Stored items
+ + + +

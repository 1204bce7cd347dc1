//! Result shapes returned by search and traversal queries.

use serde::{Deserialize, Serialize};
use std::fmt;
use std::str::FromStr;

use super::node::NodeSummary;
use super::relation::RelationInstance;
use super::DiscourseNode;

/// A ranked search hit.
#[derive(Debug, Clone, PartialEq, Serialize, Deserialize)]
pub struct SearchHit {
    pub node: NodeSummary,
    /// Cosmetic excerpt of the content.
    pub snippet: String,
    /// BM25 score, rounded for display.
    pub score: f64,
}

/// Edge direction relative to the queried node.
#[derive(Debug, Clone, Copy, Default, PartialEq, Eq, Hash, Serialize, Deserialize)]
#[serde(rename_all = "lowercase")]
pub enum Direction {
    Outgoing,
    Incoming,
    #[default]
    Both,
}

impl Direction {
    /// Whether outgoing edges are followed.
    pub fn includes_outgoing(self) -> bool {
        matches!(self, Direction::Outgoing | Direction::Both)
    }

    /// Whether incoming edges are followed.
    pub fn includes_incoming(self) -> bool {
        matches!(self, Direction::Incoming | Direction::Both)
    }

    pub fn as_str(self) -> &'static str {
        match self {
            Direction::Outgoing => "outgoing",
            Direction::Incoming => "incoming",
            Direction::Both => "both",
        }
    }
}

impl fmt::Display for Direction {
    fn fmt(&self, f: &mut fmt::Formatter<'_>) -> fmt::Result {
        f.write_str(self.as_str())
    }
}

impl FromStr for Direction {
    type Err = String;

    fn from_str(s: &str) -> Result<Self, Self::Err> {
        match s.trim().to_ascii_lowercase().as_str() {
            "outgoing" | "out" => Ok(Direction::Outgoing),
            "incoming" | "in" => Ok(Direction::Incoming),
            "both" | "all" => Ok(Direction::Both),
            other => Err(format!(
                "unknown direction '{}', expected outgoing, incoming or both",
                other
            )),
        }
    }
}

/// A directly connected node.
#[derive(Debug, Clone, PartialEq, Serialize, Deserialize)]
pub struct Neighbor {
    pub uid: String,
    /// `None` when the uid is not among the loaded nodes.
    pub node: Option<NodeSummary>,
    /// Either `Outgoing` or `Incoming`, never `Both`.
    pub direction: Direction,
    /// Label of the typed relationship; absent for text cross-references.
    #[serde(skip_serializing_if = "Option::is_none")]
    pub relation_label: Option<String>,
}

/// Result of a direct-neighbor query.
#[derive(Debug, Clone, PartialEq, Serialize, Deserialize)]
pub struct Neighbors {
    pub uid: String,
    pub direction: Direction,
    pub neighbors: Vec<Neighbor>,
}

impl Neighbors {
    /// Uids of all neighbors, in result order.
    pub fn uids(&self) -> Vec<&str> {
        self.neighbors.iter().map(|n| n.uid.as_str()).collect()
    }
}

/// A node reached during neighborhood traversal.
#[derive(Debug, Clone, PartialEq, Serialize, Deserialize)]
pub struct HopNode {
    pub uid: String,
    pub node: Option<NodeSummary>,
    /// Uid of the node this one was first reached from.
    #[serde(skip_serializing_if = "Option::is_none")]
    pub reached_from: Option<String>,
    /// Relationship label used to reach it; absent for text references.
    #[serde(skip_serializing_if = "Option::is_none")]
    pub relation_label: Option<String>,
}

/// All nodes first reached at one hop distance.
#[derive(Debug, Clone, PartialEq, Serialize, Deserialize)]
pub struct Hop {
    pub distance: usize,
    pub count: usize,
    pub nodes: Vec<HopNode>,
}

/// Result of a k-hop neighborhood query.
#[derive(Debug, Clone, PartialEq, Serialize, Deserialize)]
pub struct Neighborhood {
    pub uid: String,
    /// Effective depth after clamping.
    pub depth: usize,
    pub direction: Direction,
    /// One entry per distance `0..=depth`, including empty ones.
    pub hops: Vec<Hop>,
    /// Nodes across all hops, the start node included.
    pub total: usize,
}

impl Neighborhood {
    /// Uids at a given distance.
    pub fn uids_at(&self, distance: usize) -> Vec<&str> {
        self.hops
            .get(distance)
            .map(|hop| hop.nodes.iter().map(|n| n.uid.as_str()).collect())
            .unwrap_or_default()
    }
}

/// A node with its typed relationships.
#[derive(Debug, Clone, PartialEq, Serialize, Deserialize)]
pub struct NodeDetails {
    pub node: DiscourseNode,
    /// Relations whose source is this node.
    pub outgoing: Vec<RelationInstance>,
    /// Relations whose destination is this node.
    pub incoming: Vec<RelationInstance>,
    /// Uids of nodes whose cross-reference list names this node.
    pub referenced_by: Vec<String>,
}

#[cfg(test)]
mod tests {
    use super::*;

    #[test]
    fn test_direction_parse() {
        assert_eq!("outgoing".parse::<Direction>().unwrap(), Direction::Outgoing);
        assert_eq!("IN".parse::<Direction>().unwrap(), Direction::Incoming);
        assert_eq!("both".parse::<Direction>().unwrap(), Direction::Both);
        assert!("sideways".parse::<Direction>().is_err());
    }

    #[test]
    fn test_direction_serde() {
        let json = serde_json::to_string(&Direction::Incoming).unwrap();
        assert_eq!(json, "\"incoming\"");
    }
}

+ + + +

An exact repetition of all the records above is required.

repository 1204bce7cd347dc1
//! Result shapes returned by search and traversal queries.

use serde::{Deserialize, Serialize};
use std::fmt;
use std::str::FromStr;

use super::node::NodeSummary;
use super::relation::RelationInstance;
use super::DiscourseNode;

/// A ranked search hit.
#[derive(Debug, Clone, PartialEq, Serialize, Deserialize)]
pub struct SearchHit {
    pub node: NodeSummary,
    /// Cosmetic excerpt of the content.
    pub snippet: String,
    /// BM25 score, rounded for display.
    pub score: f64,
}

/// Edge direction relative to the queried node.
#[derive(Debug, Clone, Copy, Default, PartialEq, Eq, Hash, Serialize, Deserialize)]
#[serde(rename_all = "lowercase")]
pub enum Direction {
    Outgoing,
    Incoming,
    #[default]
    Both,
}

impl Direction {
    /// Whether outgoing edges are followed.
    pub fn includes_outgoing(self) -> bool {
        matches!(self, Direction::Outgoing | Direction::Both)
    }

    /// Whether incoming edges are followed.
    pub fn includes_incoming(self) -> bool {
        matches!(self, Direction::Incoming | Direction::Both)
    }

    pub fn as_str(self) -> &'static str {
        match self {
            Direction::Outgoing => "outgoing",
            Direction::Incoming => "incoming",
            Direction::Both => "both",
        }
    }
}

impl fmt::Display for Direction {
    fn fmt(&self, f: &mut fmt::Formatter<'_>) -> fmt::Result {
        f.write_str(self.as_str())
    }
}

impl FromStr for Direction {
    type Err = String;

    fn from_str(s: &str) -> Result<Self, Self::Err> {
        match s.trim().to_ascii_lowercase().as_str() {
            "outgoing" | "out" => Ok(Direction::Outgoing),
            "incoming" | "in" => Ok(Direction::Incoming),
            "both" | "all" => Ok(Direction::Both),
            other => Err(format!(
                "unknown direction '{}', expected outgoing, incoming or both",
                other
            )),
        }
    }
}

/// A directly connected node.
#[derive(Debug, Clone, PartialEq, Serialize, Deserialize)]
pub struct Neighbor {
    pub uid: String,
    /// `None` when the uid is not among the loaded nodes.
    pub node: Option<NodeSummary>,
    /// Either `Outgoing` or `Incoming`, never `Both`.
    pub direction: Direction,
    /// Label of the typed relationship; absent for text cross-references.
    #[serde(skip_serializing_if = "Option::is_none")]
    pub relation_label: Option<String>,
}

/// Result of a direct-neighbor query.
#[derive(Debug, Clone, PartialEq, Serialize, Deserialize)]
pub struct Neighbors {
    pub uid: String,
    pub direction: Direction,
    pub neighbors: Vec<Neighbor>,
}

impl Neighbors {
    /// Uids of all neighbors, in result order.
    pub fn uids(&self) -> Vec<&str> {
        self.neighbors.iter().map(|n| n.uid.as_str()).collect()
    }
}

/// A node reached during neighborhood traversal.
#[derive(Debug, Clone, PartialEq, Serialize, Deserialize)]
pub struct HopNode {
    pub uid: String,
    pub node: Option<NodeSummary>,
    /// Uid of the node this one was first reached from.
    #[serde(skip_serializing_if = "Option::is_none")]
    pub reached_from: Option<String>,
    /// Relationship label used to reach it; absent for text references.
    #[serde(skip_serializing_if = "Option::is_none")]
    pub relation_label: Option<String>,
}

/// All nodes first reached at one hop distance.
#[derive(Debug, Clone, PartialEq, Serialize, Deserialize)]
pub struct Hop {
    pub distance: usize,
    pub count: usize,
    pub nodes: Vec<HopNode>,
}

/// Result of a k-hop neighborhood query.
#[derive(Debug, Clone, PartialEq, Serialize, Deserialize)]
pub struct Neighborhood {
    pub uid: String,
    /// Effective depth after clamping.
    pub depth: usize,
    pub direction: Direction,
    /// One entry per distance `0..=depth`, including empty ones.
    pub hops: Vec<Hop>,
    /// Nodes across all hops, the start node included.
    pub total: usize,
}

impl Neighborhood {
    /// Uids at a given distance.
    pub fn uids_at(&self, distance: usize) -> Vec<&str> {
        self.hops
            .get(distance)
            .map(|hop| hop.nodes.iter().map(|n| n.uid.as_str()).collect())
            .unwrap_or_default()
    }
}

/// A node with its typed relationships.
#[derive(Debug, Clone, PartialEq, Serialize, Deserialize)]
pub struct NodeDetails {
    pub node: DiscourseNode,
    /// Relations whose source is this node.
    pub outgoing: Vec<RelationInstance>,
    /// Relations whose destination is this node.
    pub incoming: Vec<RelationInstance>,
    /// Uids of nodes whose cross-reference list names this node.
    pub referenced_by: Vec<String>,
}

#[cfg(test)]
mod tests {
    use super::*;

    #[test]
    fn test_direction_parse() {
        assert_eq!("outgoing".parse::<Direction>().unwrap(), Direction::Outgoing);
        assert_eq!("IN".parse::<Direction>().unwrap(), Direction::Incoming);
        assert_eq!("both".parse::<Direction>().unwrap(), Direction::Both);
        assert!("sideways".parse::<Direction>().is_err());
    }

    #[test]
    fn test_direction_serde() {
        let json = serde_json::to_string(&Direction::Incoming).unwrap();
        assert_eq!(json, "\"incoming\"");
    }
}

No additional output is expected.